2.) Correlations are great, but only for a certain time. The inverse correlation between the dollar on one hand, and the stock market on the euro on the other, dates to about 2003-2004. I don’t know when copper started to follow the same pattern. When, and why will this pattern break? At the moment it seems as if either everything goes up or everything goes down, in a basic risk on/off mode.Is this sustainable, or will this correlation break then? This correlation seems to rely on the assumption that the dollar still is a “safe haven”, people buy dollars when they are scared and buy stocks, euro, copper when they are more risk-willing.

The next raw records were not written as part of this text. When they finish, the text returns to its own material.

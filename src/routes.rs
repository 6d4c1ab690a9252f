//! Top-level router configuration.
//!
//! # Route Structure
//!
//! - `GET    /{alias}`      - Redirect to the stored URL (public)
//! - `GET    /health`       - Storage health check (public)
//! - `POST   /url`          - Save a URL (basic auth)
//! - `DELETE /url/{alias}`  - Delete an alias (basic auth)
//!
//! # Middleware
//!
//! Outermost first: request id, CORS, tracing, request timeout,
//! request id propagation, then basic auth on `/url` routes.
//! Trailing slashes are trimmed before routing: the routed application is
//! mounted as the fallback of an outer router behind the path normalizer.

use crate::api;
use crate::api::handlers::{health_handler, redirect_handler};
use crate::api::middleware::{auth, cors, tracing};
use crate::state::AppState;
use axum::http::StatusCode;
use axum::routing::get;
use axum::{Router, middleware};
use std::time::Duration;
use tower::Layer;
use tower_http::normalize_path::NormalizePathLayer;
use tower_http::timeout::TimeoutLayer;

/// Constructs the application router with all routes and middleware.
///
/// # Arguments
///
/// - `state` - shared application state injected into all handlers
/// - `request_timeout` - upper bound for handling a single request
pub fn app_router(state: AppState, request_timeout: Duration) -> Router {
    let url_router = api::routes::protected_routes().route_layer(middleware::from_fn_with_state(
        state.clone(),
        auth::layer,
    ));

    let router = Router::new()
        .route("/health", get(health_handler))
        .route("/{alias}", get(redirect_handler))
        .nest("/url", url_router)
        .with_state(state)
        .layer(tracing::propagate_request_id_layer())
        .layer(timeout_layer(request_timeout))
        .layer(tracing::layer())
        .layer(cors::layer())
        .layer(tracing::set_request_id_layer());

    Router::new().fallback_service(NormalizePathLayer::trim_trailing_slash().layer(router))
}

/// Answers `408 Request Timeout` once `request_timeout` has elapsed.
fn timeout_layer(request_timeout: Duration) -> TimeoutLayer {
    TimeoutLayer::with_status_code(StatusCode::REQUEST_TIMEOUT, request_timeout)
}

#[cfg(test)]
mod tests {
    use super::*;
    use axum::body::Body;
    use axum::http::Request;
    use tower::ServiceExt;

    #[tokio::test]
    async fn test_slow_request_times_out() {
        let app = Router::new()
            .route(
                "/slow",
                get(|| async {
                    tokio::time::sleep(Duration::from_secs(5)).await;
                    "done"
                }),
            )
            .layer(timeout_layer(Duration::from_millis(50)));

        let response = app
            .oneshot(Request::builder().uri("/slow").body(Body::empty()).unwrap())
            .await
            .unwrap();

        assert_eq!(response.status(), StatusCode::REQUEST_TIMEOUT);
    }

    #[tokio::test]
    async fn test_fast_request_passes() {
        let app = Router::new()
            .route("/fast", get(|| async { "done" }))
            .layer(timeout_layer(Duration::from_secs(1)));

        let response = app
            .oneshot(Request::builder().uri("/fast").body(Body::empty()).unwrap())
            .await
            .unwrap();

        assert_eq!(response.status(), StatusCode::OK);
    }
}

Will the dollar lose the “safe haven” status, and what then?
3.) Many people see the current dollar depreciation as a reaction to QE2 and Bernanke money printing. This chart shows its just following an already ancient pattern, to linket at all to current fiscal policies.
With the G-20 meeting a non event, the tail would certainly be wagging the dog if the USD bounced. Maybe we’ll just skip along this level till something material with QE2 comes out…… If Ben “the beard” Bernanke doesn’t give the market the USD dillution its looking for then we’re really in trouble…..

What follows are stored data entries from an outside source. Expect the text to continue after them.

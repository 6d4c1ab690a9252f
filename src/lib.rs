//! # URL Alias
//!
//! A small URL shortening service built with Axum and SQLite: it stores a
//! long URL under a short alias and redirects visitors who request the alias.
//!
//! ## Architecture
//!
//! - **Domain Layer** ([`domain`]) - The URL mapping entity and storage contract
//! - **Application Layer** ([`application`]) - Save, resolve and delete rules
//! - **Infrastructure Layer** ([`infrastructure`]) - SQLite storage engine
//! - **API Layer** ([`api`]) - REST handlers, DTOs and middleware
//!
//! ## HTTP Surface
//!
//! | Method | Path            | Auth  |
//! |--------|-----------------|-------|
//! | POST   | `/url`          | basic |
//! | DELETE | `/url/{alias}`  | basic |
//! | GET    | `/{alias}`      | none  |
//! | GET    | `/health`       | none  |
//!
//! ## Quick Start
//!
//! ```bash
//! export HTTP_USER="myuser"
//! export HTTP_PASSWORD="mypass"
//! export STORAGE_PATH="storage/sqlite/urls.db"  # Optional
//!
//! cargo run
//! ```
//!
//! ## Configuration
//!
//! Service configuration is loaded from environment variables via [`config::Config`].
//! See [`config`] module for available options.

pub mod api;
pub mod application;
pub mod domain;
pub mod error;
pub mod infrastructure;
pub mod state;
pub mod utils;

pub mod config;
pub mod logging;
pub mod server;

pub mod routes;

pub use error::AppError;
pub use state::AppState;

/// Commonly used types for external consumers.
///
/// Re-exports frequently used types to simplify imports for library users
/// and integration tests.
pub mod prelude {
    pub use crate::api::middleware::auth::BasicCredentials;
    pub use crate::application::services::UrlService;
    pub use crate::domain::entities::{NewUrlMapping, UrlMapping};
    pub use crate::domain::repositories::{StorageError, UrlRepository};
    pub use crate::error::AppError;
    pub use crate::infrastructure::persistence::SqliteUrlRepository;
    pub use crate::state::AppState;
}
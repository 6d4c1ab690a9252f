//! Handler for alias removal.

use axum::{
    Json,
    extract::{Path, State},
};

use crate::api::dto::response::ApiResponse;
use crate::error::AppError;
use crate::state::AppState;

/// Deletes the mapping stored under an alias.
///
/// # Endpoint
///
/// `DELETE /url/{alias}` (basic auth)
///
/// # Response
///
/// ```json
/// { "status": "OK" }
/// ```
///
/// # Errors
///
/// Answers `200 OK` with the error envelope for an empty alias
/// (`invalid request`), an unknown alias (`url not found`) or a storage
/// failure (`failed to delete url`).
pub async fn delete_handler(
    Path(alias): Path<String>,
    State(state): State<AppState>,
) -> Result<Json<ApiResponse>, AppError> {
    state.url_service.remove(&alias).await?;

    Ok(Json(ApiResponse::ok()))
}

Copper trivia: As stated in a CNBC interview, octogenarian Julian Robertson was “considering” shorting copper in late 2009. FCX was around $65 at the time. Don’t know if he ever put on the trade….maybe he’s putting it on now?
CK….LOL
Looks like strong support for the dollar going back two years. A successful test of the dollar support would commit me to the obvious trade.
Alternative 1 (preferred): Nothing until Chris indicates a developing pattern/opportunity appears to be confirmed.
Alternative 2 (Wall Street Philosophy – discouraged): Break into the neighbor’s home and strip out all the copper and sell it for dollars. Wait for the dollar to rally, then trade dollars for euros. Wait for the dollar to drop/euro rally and then buy back the dollars and also break into another neighbor’s home to steal the copper and sell for dollars (then repeat).